Most of the scraps in the wastebasket were handwritten notes Marcia Schaffer had made for the paper she’d been writing. There was a grocery list. There was a letter she had started and then crumpled. It began with the words, Dear Mom and Dad, I hate to ask you for money again so soon after... There was a worksheet with a list of figures she had added and then crossed out and added once again, apparently seeking a correct checkbook balance. There was a card from a place that delivered pizzas. That was all.

They went into the bathroom.

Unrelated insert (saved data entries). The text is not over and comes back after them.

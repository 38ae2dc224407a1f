/// Politically exposed person check by title keyword
#[derive(Debug, Clone)]
pub struct PepChecker {
    keywords: Vec<String>,
}

impl PepChecker {
    pub fn new<I, S>(keywords: I) -> Self
    where
        I: IntoIterator<Item = S>,
        S: AsRef<str>,
    {
        Self {
            keywords: keywords
                .into_iter()
                .map(|k| k.as_ref().trim().to_lowercase())
                .filter(|k| !k.is_empty())
                .collect(),
        }
    }

    /// First keyword contained in the name, case-insensitively
    pub fn check(&self, full_name: &str) -> Option<&str> {
        let name = full_name.to_lowercase();
        self.keywords
            .iter()
            .find(|k| name.contains(k.as_str()))
            .map(String::as_str)
    }
}

impl Default for PepChecker {
    fn default() -> Self {
        Self::new(["governor", "mayor", "senator"])
    }
}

Several pairs of plain white cotton panties were draped over the shower rod. An open box of super-absorbent menstrual napkins was resting on the sink below the mirror. Carella tried to remember if the Medical Examiner had mentioned anything about menstruation. He felt suddenly like an intruder. He did not want to know about anything as private and personal as Marcia Schaffer’s period. But a soiled menstrual napkin was in the wastebasket under the sink. He opened the medicine cabinet. Hawes was going through the hamper near the scale, pulling out dirty pieces of laundry, examining each article of clothing.

“Bloodstains here,” he said.

“She was menstruating,” Carella said.

“Better have the lab check them out, anyway.”

“Yeah,” Carella said.

Hawes began gathering the soiled clothing into a heap. He went out of the bathroom to ask the technicians about the dirty laundry. They told him to put it in a pillowcase. Carella looked into the medicine cabinet. He did not expect to find any controlled substances, and he didn’t. There was the usual array of nonprescription medications, toothpaste, shampoo, conditioners, nail polish, combs, brushes, adhesive bandages, Ace bandages — presumably because she’d been a runner and prone to muscle pulls and sprains — mouthwash, barrettes, bobby pins, and the like. J. D. Salinger would have made very little of Marcia Schaffer’s medicine cabinet. Carella closed the door.

A robe was hanging on a wall hook.

He took it down. The robe was a winter-weight garment, navy blue with white piping on the cuffs and around the shawl collar. The label indicated that it had been purchased at one of the city’s larger department stores. The words “100 % Wool” were fortified on the label with the universal symboclass="underline"

The label was further marked with the letter “L” for “Large.” Carella felt in the pockets. One of them was empty. The other contained an almost-full package of Marlboro cigarettes and a gold cigarette lighter. Carella dropped these into separate evidence envelopes. Hawes was just coming back into the room with a pillowcase printed with little blue flowers.

“Were there cigarettes in her handbag?” Carella asked.

“What?”

“The girl’s handbag. Do you remember cigarettes?”

“No. Why would there be cigarettes? She was on the track team.”

“That’s what I mean.”

“Why? What’d you find?” Hawes asked, beginning to transfer the laundry into the pillowcase.

“A pack of Marlboros. And a Dunhill lighter.”

“Is that a man’s robe?” Hawes asked, looking up.

“Looks that way.”

“How tall was she?”

“Five-eight.”

Hawes looked at the robe again. “Couldn’t be hers, do you think?”

“It’s a large,” Carella said.

Hawes nodded. “The lab’ll want it for sure,” he said.

The technicians were still working in the living room when Carella and Hawes came back to return the cotton gloves. Over the hum of the filtered vacuum cleaner, the one Carella thought was named Joe winked at his partner and said, “Half a day today?”

“When do you think you’ll be finished?” Carella asked.